Amanda Bellucco The Phoblographer - Circular Polarizer for Reflections

At some point, you may find yourself with the opposite problem; how do you get rid of the reflection? A circular polarizer can be your ticket. These filters, which are also commonly used to darken skies, eliminate reflection in non-metallic surfaces. Here, they’ll allow you to photograph what’s beneath the water’s surface at close range.


Amanda Bellucco The Phoblographer - Reflections in Glass, Portraits


Glass can be a lot of fun to work with. Consider all the different ways it serves as a vehicle to add depth and dimension. By allowing natural reflections to occur, you end up with an almost abstract feel that makes for a really interesting shot. Urban or architectural photography can easily become a playground here. Think about how you can use the huge windows on large buildings as tools to reflect subject matter all around you. It has potential to offer a really unique perspective that puts the viewer right in the midst of the action.

Shooting portraits through glass can also be super evocative. It requires some moving around, seeing what vantage point works best. Figure out what angle you need so you capture reflection while allowing some information behind the glass to peek through. Be careful with your focus, though. Remember to keep the subject behind the glass as your focal point, unless you’re purposefully going for an alternative point of view.  It’s also easy to lose contrast shooting this way, so you may need to boost it a bit in post. Like with water, a circular polarizer is your friend if you need to altogether eliminate reflections on a glass surface.

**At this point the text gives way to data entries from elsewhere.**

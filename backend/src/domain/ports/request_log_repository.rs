//! Port for persisting request log rows.
//!
//! The recorder writes exactly one row per request through
//! [`RequestLogRepository::save`]. A row is inserted as a unit, so adapters
//! never expose a staged append followed by a separate commit.

use std::sync::Mutex;

use async_trait::async_trait;

use crate::domain::RequestLogEntry;

use super::define_port_error;

define_port_error! {
    /// Errors raised by request log adapters.
    pub enum RequestLogRepositoryError {
        /// Repository connection could not be established.
        Connection { message: String } => "request log connection failed: {message}",
        /// The insert was rejected or failed during execution.
        Query { message: String } => "request log insert failed: {message}",
    }
}

/// Sink for request log rows.
#[cfg_attr(test, mockall::automock)]
#[async_trait]
pub trait RequestLogRepository: Send + Sync {
    /// Persist one row.
    async fn save(&self, entry: &RequestLogEntry) -> Result<(), RequestLogRepositoryError>;
}

/// Fixture sink that discards every row.
#[derive(Debug, Default)]
pub struct FixtureRequestLogRepository;

#[async_trait]
impl RequestLogRepository for FixtureRequestLogRepository {
    async fn save(&self, _entry: &RequestLogEntry) -> Result<(), RequestLogRepositoryError> {
        Ok(())
    }
}

/// In-memory sink keeping every saved row so tests can inspect them.
#[derive(Debug, Default)]
pub struct RecordingRequestLogRepository {
    entries: Mutex<Vec<RequestLogEntry>>,
}

impl RecordingRequestLogRepository {
    /// Snapshot of the rows saved so far.
    pub fn entries(&self) -> Vec<RequestLogEntry> {
        self.entries
            .lock()
            .map(|entries| entries.clone())
            .unwrap_or_else(|poisoned| poisoned.into_inner().clone())
    }
}

#[async_trait]
impl RequestLogRepository for RecordingRequestLogRepository {
    async fn save(&self, entry: &RequestLogEntry) -> Result<(), RequestLogRepositoryError> {
        let mut entries = self
            .entries
            .lock()
            .unwrap_or_else(|poisoned| poisoned.into_inner());
        entries.push(entry.clone());
        Ok(())
    }
}
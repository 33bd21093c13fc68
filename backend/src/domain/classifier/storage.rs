//! Storage-engine error sub-classifier.
//!
//! Engine message formats differ between backends and versions, so the
//! pattern matching lives behind [`EngineErrorClassifier`] and can be
//! swapped per backend without touching the rest of the classifier.

use std::sync::OnceLock;

use regex::Regex;

use crate::domain::{DeploymentMode, ErrorDetail, StorageFailure};

/// PostgreSQL SQLSTATE codes recognised by [`PostgresErrorClassifier`].
pub mod sqlstate {
    /// `unique_violation`
    pub const UNIQUE_VIOLATION: &str = "23505";
    /// `not_null_violation`
    pub const NOT_NULL_VIOLATION: &str = "23502";
    /// `string_data_right_truncation`
    pub const STRING_DATA_RIGHT_TRUNCATION: &str = "22001";
    /// `foreign_key_violation`
    pub const FOREIGN_KEY_VIOLATION: &str = "23503";
    /// `check_violation`
    pub const CHECK_VIOLATION: &str = "23514";
    /// `deadlock_detected`
    pub const DEADLOCK_DETECTED: &str = "40P01";
    /// `lock_not_available`
    pub const LOCK_NOT_AVAILABLE: &str = "55P03";
    /// `serialization_failure`
    pub const SERIALIZATION_FAILURE: &str = "40001";

    /// Whether `code` maps to a field-level detail in every deployment mode.
    pub fn is_mapped(code: &str) -> bool {
        matches!(
            code,
            UNIQUE_VIOLATION
                | NOT_NULL_VIOLATION
                | STRING_DATA_RIGHT_TRUNCATION
                | FOREIGN_KEY_VIOLATION
                | CHECK_VIOLATION
                | DEADLOCK_DETECTED
                | LOCK_NOT_AVAILABLE
                | SERIALIZATION_FAILURE
        )
    }
}

/// Maps one engine condition code to a user-facing error detail.
#[cfg_attr(test, mockall::automock)]
pub trait EngineErrorClassifier: Send + Sync {
    /// Classify `failure`, tagged by the engine with `code`.
    ///
    /// Returns `None` when the code has no user-facing mapping in `mode`.
    fn classify(
        &self,
        code: &str,
        failure: &StorageFailure,
        mode: DeploymentMode,
    ) -> Option<ErrorDetail>;
}

/// Sub-classifier for PostgreSQL SQLSTATE codes and message formats.
#[derive(Debug, Clone, Copy, Default)]
pub struct PostgresErrorClassifier;

const DUPLICATE_MESSAGE: &str = "A record with the same unique value already exists.";
const REQUIRED_MESSAGE: &str = "A required value is missing.";
const MAX_LENGTH_MESSAGE: &str = "A value exceeds the maximum allowed length.";
const FOREIGN_KEY_MESSAGE: &str = "The referenced record does not exist or is still in use.";
const CONSTRAINT_MESSAGE: &str = "A value violates a data constraint.";
const CONCURRENCY_MESSAGE: &str =
    "The record was modified or locked by another operation. Please retry.";

impl EngineErrorClassifier for PostgresErrorClassifier {
    fn classify(
        &self,
        code: &str,
        failure: &StorageFailure,
        mode: DeploymentMode,
    ) -> Option<ErrorDetail> {
        let dev = mode.is_development();
        let text = failure.full_message();
        match code {
            sqlstate::UNIQUE_VIOLATION => {
                let key = key_columns(&text);
                let column = key
                    .as_ref()
                    .map(|(columns, _)| columns.clone())
                    .or_else(|| failure.column.as_deref().map(pascal_case))
                    .or_else(|| guess_from_constraint(failure))
                    .unwrap_or_else(|| "Unique field".to_owned());
                let message = if dev {
                    match key.as_ref().map(|(_, value)| value.as_str()) {
                        Some(value) => format!("Duplicate value '{value}' for {column}."),
                        None => format!("Duplicate value for {column}."),
                    }
                } else {
                    DUPLICATE_MESSAGE.to_owned()
                };
                Some(ErrorDetail::with_target("Duplicate", message, column))
            }
            sqlstate::NOT_NULL_VIOLATION => {
                let column = named_column(failure, &text).unwrap_or_else(|| "Field".to_owned());
                let message = if dev {
                    format!("{column} is required.")
                } else {
                    REQUIRED_MESSAGE.to_owned()
                };
                Some(ErrorDetail::with_target("Required", message, column))
            }
            sqlstate::STRING_DATA_RIGHT_TRUNCATION => {
                let column = named_column(failure, &text).unwrap_or_else(|| "Field".to_owned());
                let message = if dev {
                    format!("{column} is too long: {}", failure.message)
                } else {
                    MAX_LENGTH_MESSAGE.to_owned()
                };
                Some(ErrorDetail::with_target("MaxLength", message, column))
            }
            sqlstate::FOREIGN_KEY_VIOLATION => {
                let column = key_columns(&text)
                    .map(|(columns, _)| columns)
                    .or_else(|| named_column(failure, &text))
                    .unwrap_or_else(|| "ForeignKey".to_owned());
                let message = if dev {
                    let table = referenced_table(&text)
                        .or_else(|| failure.table.clone())
                        .unwrap_or_else(|| "unknown".to_owned());
                    format!("{column} references a missing or dependent row in table '{table}'.")
                } else {
                    FOREIGN_KEY_MESSAGE.to_owned()
                };
                Some(ErrorDetail::with_target("ForeignKey", message, column))
            }
            sqlstate::CHECK_VIOLATION => {
                let message = if dev {
                    let constraint = failure.constraint.as_deref().unwrap_or("unknown");
                    format!("Check constraint '{constraint}' was violated.")
                } else {
                    CONSTRAINT_MESSAGE.to_owned()
                };
                Some(ErrorDetail::new("Constraint", message))
            }
            sqlstate::DEADLOCK_DETECTED
            | sqlstate::LOCK_NOT_AVAILABLE
            | sqlstate::SERIALIZATION_FAILURE => {
                let message = if dev {
                    format!("Concurrency conflict (engine code {code}): {}", failure.message)
                } else {
                    CONCURRENCY_MESSAGE.to_owned()
                };
                Some(ErrorDetail::new("Concurrency", message))
            }
            other if dev => Some(ErrorDetail::new(format!("Sql{other}"), text)),
            _ => None,
        }
    }
}

fn compile(pattern: &str) -> Regex {
    Regex::new(pattern)
        .unwrap_or_else(|error| panic!("engine message regex failed to compile: {error}"))
}

fn key_pattern() -> &'static Regex {
    static RE: OnceLock<Regex> = OnceLock::new();
    RE.get_or_init(|| compile(r"Key \((?P<columns>[^)]+)\)=\((?P<value>.*?)\)"))
}

fn column_pattern() -> &'static Regex {
    static RE: OnceLock<Regex> = OnceLock::new();
    RE.get_or_init(|| compile(r#"column "(?P<column>[^"]+)""#))
}

fn table_pattern() -> &'static Regex {
    static RE: OnceLock<Regex> = OnceLock::new();
    RE.get_or_init(|| compile(r#"(?:present in|referenced from) table "(?P<table>[^"]+)""#))
}

/// Columns and offending value from a `Key (col)=(value)` fragment.
fn key_columns(text: &str) -> Option<(String, String)> {
    let captures = key_pattern().captures(text)?;
    let columns = captures
        .name("columns")?
        .as_str()
        .split(',')
        .map(|column| pascal_case(column.trim()))
        .collect::<Vec<_>>()
        .join(", ");
    let value = captures
        .name("value")
        .map(|m| m.as_str().to_owned())
        .unwrap_or_default();
    Some((columns, value))
}

/// Column reported by the engine, else one quoted in the message.
fn named_column(failure: &StorageFailure, text: &str) -> Option<String> {
    failure.column.as_deref().map(pascal_case).or_else(|| {
        column_pattern()
            .captures(text)
            .and_then(|c| c.name("column"))
            .map(|m| pascal_case(m.as_str()))
    })
}

fn referenced_table(text: &str) -> Option<String> {
    table_pattern()
        .captures(text)
        .and_then(|c| c.name("table"))
        .map(|m| m.as_str().to_owned())
}

/// Guess the column from a unique constraint name such as
/// `patients_medical_record_number_key` or `UQ_Patients_Email`.
fn guess_from_constraint(failure: &StorageFailure) -> Option<String> {
    let constraint = failure.constraint.as_deref()?.to_ascii_lowercase();
    let mut stem = constraint.as_str();
    for prefix in ["uq_", "ux_", "ak_", "ix_"] {
        if let Some(rest) = stem.strip_prefix(prefix) {
            stem = rest;
            break;
        }
    }
    if let Some(table) = failure.table.as_deref() {
        let table = format!("{}_", table.to_ascii_lowercase());
        if let Some(rest) = stem.strip_prefix(table.as_str()) {
            stem = rest;
        }
    }
    for suffix in ["_key", "_pkey", "_idx", "_unique"] {
        if let Some(rest) = stem.strip_suffix(suffix) {
            stem = rest;
            break;
        }
    }
    let stem = stem.trim_matches('_');
    // Generated names like `uq__patients__8e549ed0` carry no column.
    if stem.is_empty() || stem.contains("__") {
        return None;
    }
    Some(pascal_case(stem))
}

/// `medical_record_number` → `MedicalRecordNumber`; already-cased names and
/// quoted identifiers keep their inner casing.
pub(crate) fn pascal_case(identifier: &str) -> String {
    identifier
        .trim_matches('"')
        .split(['_', ' '])
        .filter(|segment| !segment.is_empty())
        .map(|segment| {
            let mut chars = segment.chars();
            chars
                .next()
                .map(|first| first.to_uppercase().chain(chars).collect::<String>())
                .unwrap_or_default()
        })
        .collect()
}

Amanda Bellucco The Phoblographer - Reflections Shiny Object

Metals, Mirrors, and Other Shiny Things

Shooting metallic or other highly reflective objects can be a little tricky. They involve a certain degree of trial and error, figuring out where you need to stand so light strikes the object in a way that’s flattering rather than distracting. If you can help it, always try to clean the surface before you dive in. Think about mirror shots, for example. They’re a great way to use creative reflection to your advantage, but if the mirror is dirty, your photo winds up looking sloppy.

Learn to embrace distortion, especially in curved objects. A classic example here is Chicago’s famous Cloud Gate sculpture (ie; the “Bean”), where countless photos are taken every single day. Part of the charm in photographing this landmark is the distorted reflection that results from its distinctive shape.

You’ll want to be careful of your own reflection as well. When photographing anything highly reflective, you’ll often end up making a cameo appearance in the shot. Sometimes it’s intentional. Other times, it’s a nuisance. This isn’t always easy to spot in the moment, and removing it in post is a pain, so be sure you’re checking and moving around as necessary. Another way around this is to shoot with a telephoto lens, which will put some distance between you and the shiny object. Metallic surfaces do tend to appear a little dull, but you can always punch up the contrast or play with curves later.